## Exercise directions
Take the lines from the beginning of the data below through the line holding "and an observer" and return exactly those.

## Study material
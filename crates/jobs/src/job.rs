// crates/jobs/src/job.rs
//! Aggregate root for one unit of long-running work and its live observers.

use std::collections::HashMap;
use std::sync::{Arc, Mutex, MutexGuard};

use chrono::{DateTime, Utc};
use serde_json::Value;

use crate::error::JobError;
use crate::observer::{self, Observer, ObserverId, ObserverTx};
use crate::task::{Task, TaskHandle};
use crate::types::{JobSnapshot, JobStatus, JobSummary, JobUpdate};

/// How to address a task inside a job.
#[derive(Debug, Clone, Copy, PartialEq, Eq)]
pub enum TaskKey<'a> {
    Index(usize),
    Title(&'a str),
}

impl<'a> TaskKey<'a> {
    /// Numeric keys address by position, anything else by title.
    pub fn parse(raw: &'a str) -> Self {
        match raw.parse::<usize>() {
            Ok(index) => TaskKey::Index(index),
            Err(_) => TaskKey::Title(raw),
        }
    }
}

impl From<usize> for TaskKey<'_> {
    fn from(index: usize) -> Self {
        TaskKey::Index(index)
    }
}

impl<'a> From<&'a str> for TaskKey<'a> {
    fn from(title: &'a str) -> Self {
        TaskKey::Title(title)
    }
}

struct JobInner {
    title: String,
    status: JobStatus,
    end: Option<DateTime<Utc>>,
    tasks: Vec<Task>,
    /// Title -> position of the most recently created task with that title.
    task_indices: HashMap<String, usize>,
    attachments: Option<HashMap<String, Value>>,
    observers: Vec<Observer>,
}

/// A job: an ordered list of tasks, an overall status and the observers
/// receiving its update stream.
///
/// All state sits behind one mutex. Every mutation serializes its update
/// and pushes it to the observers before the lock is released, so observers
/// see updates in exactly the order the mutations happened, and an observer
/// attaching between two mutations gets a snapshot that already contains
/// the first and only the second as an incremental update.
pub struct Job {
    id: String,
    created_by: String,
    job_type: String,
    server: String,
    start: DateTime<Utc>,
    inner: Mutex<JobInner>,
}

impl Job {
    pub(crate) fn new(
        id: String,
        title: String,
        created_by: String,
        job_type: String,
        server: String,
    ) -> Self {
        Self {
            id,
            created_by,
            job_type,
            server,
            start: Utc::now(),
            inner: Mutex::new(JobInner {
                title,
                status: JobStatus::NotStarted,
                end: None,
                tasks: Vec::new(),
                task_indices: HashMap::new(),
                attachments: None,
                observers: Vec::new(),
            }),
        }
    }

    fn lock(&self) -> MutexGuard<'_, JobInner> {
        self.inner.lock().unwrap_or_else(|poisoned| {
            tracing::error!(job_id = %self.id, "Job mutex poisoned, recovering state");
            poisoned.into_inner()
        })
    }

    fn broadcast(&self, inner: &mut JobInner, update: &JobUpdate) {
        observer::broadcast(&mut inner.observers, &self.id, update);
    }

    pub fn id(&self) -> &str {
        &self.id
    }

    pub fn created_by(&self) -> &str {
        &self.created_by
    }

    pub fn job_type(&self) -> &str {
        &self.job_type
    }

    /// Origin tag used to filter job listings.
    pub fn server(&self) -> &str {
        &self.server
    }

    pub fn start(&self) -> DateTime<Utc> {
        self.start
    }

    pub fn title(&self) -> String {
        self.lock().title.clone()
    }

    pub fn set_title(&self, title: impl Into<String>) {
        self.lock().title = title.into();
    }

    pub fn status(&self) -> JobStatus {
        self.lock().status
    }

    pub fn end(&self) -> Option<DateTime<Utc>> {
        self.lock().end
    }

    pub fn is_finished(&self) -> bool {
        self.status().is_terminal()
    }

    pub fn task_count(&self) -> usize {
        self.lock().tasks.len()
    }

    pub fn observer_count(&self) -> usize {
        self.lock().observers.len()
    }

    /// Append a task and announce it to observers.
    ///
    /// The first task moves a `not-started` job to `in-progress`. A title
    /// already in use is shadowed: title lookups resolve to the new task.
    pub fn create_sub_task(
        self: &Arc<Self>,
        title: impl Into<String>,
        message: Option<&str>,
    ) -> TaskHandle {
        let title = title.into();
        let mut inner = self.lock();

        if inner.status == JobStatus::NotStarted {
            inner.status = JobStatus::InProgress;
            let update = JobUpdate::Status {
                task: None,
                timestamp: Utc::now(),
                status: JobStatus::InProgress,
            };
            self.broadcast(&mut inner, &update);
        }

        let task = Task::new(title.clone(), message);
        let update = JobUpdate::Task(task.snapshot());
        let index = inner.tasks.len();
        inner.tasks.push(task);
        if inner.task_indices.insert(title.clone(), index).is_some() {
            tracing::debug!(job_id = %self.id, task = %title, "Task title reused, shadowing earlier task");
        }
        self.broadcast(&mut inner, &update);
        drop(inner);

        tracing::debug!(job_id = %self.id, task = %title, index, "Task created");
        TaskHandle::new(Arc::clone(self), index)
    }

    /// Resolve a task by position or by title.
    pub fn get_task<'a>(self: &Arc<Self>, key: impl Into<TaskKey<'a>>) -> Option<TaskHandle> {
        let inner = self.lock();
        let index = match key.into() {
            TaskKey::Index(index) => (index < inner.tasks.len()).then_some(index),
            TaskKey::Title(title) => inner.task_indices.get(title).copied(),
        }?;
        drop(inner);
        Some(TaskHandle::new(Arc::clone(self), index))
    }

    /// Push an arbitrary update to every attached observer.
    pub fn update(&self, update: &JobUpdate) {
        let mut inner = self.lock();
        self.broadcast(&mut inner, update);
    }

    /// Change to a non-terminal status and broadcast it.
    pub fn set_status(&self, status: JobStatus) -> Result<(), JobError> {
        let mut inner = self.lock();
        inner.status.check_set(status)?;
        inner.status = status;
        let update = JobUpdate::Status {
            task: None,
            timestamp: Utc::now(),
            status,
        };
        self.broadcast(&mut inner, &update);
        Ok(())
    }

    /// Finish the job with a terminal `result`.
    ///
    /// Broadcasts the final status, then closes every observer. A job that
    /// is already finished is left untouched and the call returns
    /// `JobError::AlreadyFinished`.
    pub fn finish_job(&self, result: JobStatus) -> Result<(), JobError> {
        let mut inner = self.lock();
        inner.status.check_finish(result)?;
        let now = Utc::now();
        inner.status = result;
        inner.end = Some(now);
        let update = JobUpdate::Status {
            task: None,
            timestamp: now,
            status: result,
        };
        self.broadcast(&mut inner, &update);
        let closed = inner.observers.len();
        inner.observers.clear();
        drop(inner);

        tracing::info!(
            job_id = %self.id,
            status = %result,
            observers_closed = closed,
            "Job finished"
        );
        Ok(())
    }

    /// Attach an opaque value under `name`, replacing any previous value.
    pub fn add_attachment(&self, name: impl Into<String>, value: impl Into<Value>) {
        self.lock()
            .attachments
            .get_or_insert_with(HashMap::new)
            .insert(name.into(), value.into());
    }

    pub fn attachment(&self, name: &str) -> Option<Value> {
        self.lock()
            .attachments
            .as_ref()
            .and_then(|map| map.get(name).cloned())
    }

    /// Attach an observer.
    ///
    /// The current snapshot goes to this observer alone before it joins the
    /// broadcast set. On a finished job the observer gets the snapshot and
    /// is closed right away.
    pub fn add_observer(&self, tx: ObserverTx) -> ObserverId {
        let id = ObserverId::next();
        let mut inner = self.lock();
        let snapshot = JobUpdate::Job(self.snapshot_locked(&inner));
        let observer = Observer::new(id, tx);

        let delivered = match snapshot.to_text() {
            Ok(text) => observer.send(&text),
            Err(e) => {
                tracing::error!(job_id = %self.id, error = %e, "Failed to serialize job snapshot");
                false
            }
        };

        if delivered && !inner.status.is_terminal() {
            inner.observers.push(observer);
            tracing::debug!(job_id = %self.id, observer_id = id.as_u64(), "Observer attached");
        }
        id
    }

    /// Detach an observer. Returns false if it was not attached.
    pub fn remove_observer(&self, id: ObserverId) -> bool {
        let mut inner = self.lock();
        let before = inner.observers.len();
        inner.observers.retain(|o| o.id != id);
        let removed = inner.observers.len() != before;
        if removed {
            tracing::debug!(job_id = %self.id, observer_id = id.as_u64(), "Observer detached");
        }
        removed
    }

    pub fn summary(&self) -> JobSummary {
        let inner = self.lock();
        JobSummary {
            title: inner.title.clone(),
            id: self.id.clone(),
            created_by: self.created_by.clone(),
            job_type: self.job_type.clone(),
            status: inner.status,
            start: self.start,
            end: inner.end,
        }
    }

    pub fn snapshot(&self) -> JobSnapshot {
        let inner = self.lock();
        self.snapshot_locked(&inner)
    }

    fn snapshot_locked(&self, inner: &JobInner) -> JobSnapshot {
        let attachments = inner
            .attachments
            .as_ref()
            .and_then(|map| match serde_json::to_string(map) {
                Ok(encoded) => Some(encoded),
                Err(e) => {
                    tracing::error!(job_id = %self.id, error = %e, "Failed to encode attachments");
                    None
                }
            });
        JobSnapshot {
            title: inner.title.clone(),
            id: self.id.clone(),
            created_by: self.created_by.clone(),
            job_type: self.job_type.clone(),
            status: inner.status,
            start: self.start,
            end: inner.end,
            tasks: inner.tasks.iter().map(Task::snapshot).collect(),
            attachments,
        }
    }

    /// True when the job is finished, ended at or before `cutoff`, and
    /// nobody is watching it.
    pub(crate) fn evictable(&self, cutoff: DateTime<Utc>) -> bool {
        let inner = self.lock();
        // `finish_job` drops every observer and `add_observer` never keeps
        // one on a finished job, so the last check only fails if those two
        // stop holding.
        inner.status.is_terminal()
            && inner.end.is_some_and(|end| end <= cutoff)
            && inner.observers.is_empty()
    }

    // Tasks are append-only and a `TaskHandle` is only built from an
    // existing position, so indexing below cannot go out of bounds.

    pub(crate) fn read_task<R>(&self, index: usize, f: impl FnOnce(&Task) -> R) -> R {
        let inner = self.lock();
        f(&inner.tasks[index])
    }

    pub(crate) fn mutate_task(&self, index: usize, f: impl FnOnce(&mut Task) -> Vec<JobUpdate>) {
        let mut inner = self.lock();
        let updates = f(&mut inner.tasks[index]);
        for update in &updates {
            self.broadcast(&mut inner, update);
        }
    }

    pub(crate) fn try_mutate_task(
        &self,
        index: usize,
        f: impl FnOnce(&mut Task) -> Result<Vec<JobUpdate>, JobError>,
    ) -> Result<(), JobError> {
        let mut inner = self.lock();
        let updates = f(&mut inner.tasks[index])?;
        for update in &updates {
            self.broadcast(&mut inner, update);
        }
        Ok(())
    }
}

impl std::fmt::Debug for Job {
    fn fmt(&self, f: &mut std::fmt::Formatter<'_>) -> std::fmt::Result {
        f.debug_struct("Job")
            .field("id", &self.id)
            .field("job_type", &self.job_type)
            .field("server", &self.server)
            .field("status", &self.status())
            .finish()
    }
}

## Task response
filename crates/jobs/src/job.rs
// crates/jobs/src/job.rs
//! Aggregate root for one unit of long-running work and its live observers.

use std::collections::HashMap;
use std::sync::{Arc, Mutex, MutexGuard};

use chrono::{DateTime, Utc};
use serde_json::Value;

use crate::error::JobError;
use crate::observer::{self, Observer, ObserverId, ObserverTx};
use crate::task::{Task, TaskHandle};
use crate::types::{JobSnapshot, JobStatus, JobSummary, JobUpdate};

/// How to address a task inside a job.
#[derive(Debug, Clone, Copy, PartialEq, Eq)]
pub enum TaskKey<'a> {
    Index(usize),
    Title(&'a str),
}

impl<'a> TaskKey<'a> {
    /// Numeric keys address by position, anything else by title.
    pub fn parse(raw: &'a str) -> Self {
        match raw.parse::<usize>() {
            Ok(index) => TaskKey::Index(index),
            Err(_) => TaskKey::Title(raw),
        }
    }
}

impl From<usize> for TaskKey<'_> {
    fn from(index: usize) -> Self {
        TaskKey::Index(index)
    }
}

impl<'a> From<&'a str> for TaskKey<'a> {
    fn from(title: &'a str) -> Self {
        TaskKey::Title(title)
    }
}

struct JobInner {
    title: String,
    status: JobStatus,
    end: Option<DateTime<Utc>>,
    tasks: Vec<Task>,
    /// Title -> position of the most recently created task with that title.
    task_indices: HashMap<String, usize>,
    attachments: Option<HashMap<String, Value>>,
    observers: Vec<Observer>,
}

/// A job: an ordered list of tasks, an overall status and the observers
/// receiving its update stream.
///
/// All state sits behind one mutex. Every mutation serializes its update
/// and pushes it to the observers before the lock is released, so observers
/// see updates in exactly the order the mutations happened, and an observer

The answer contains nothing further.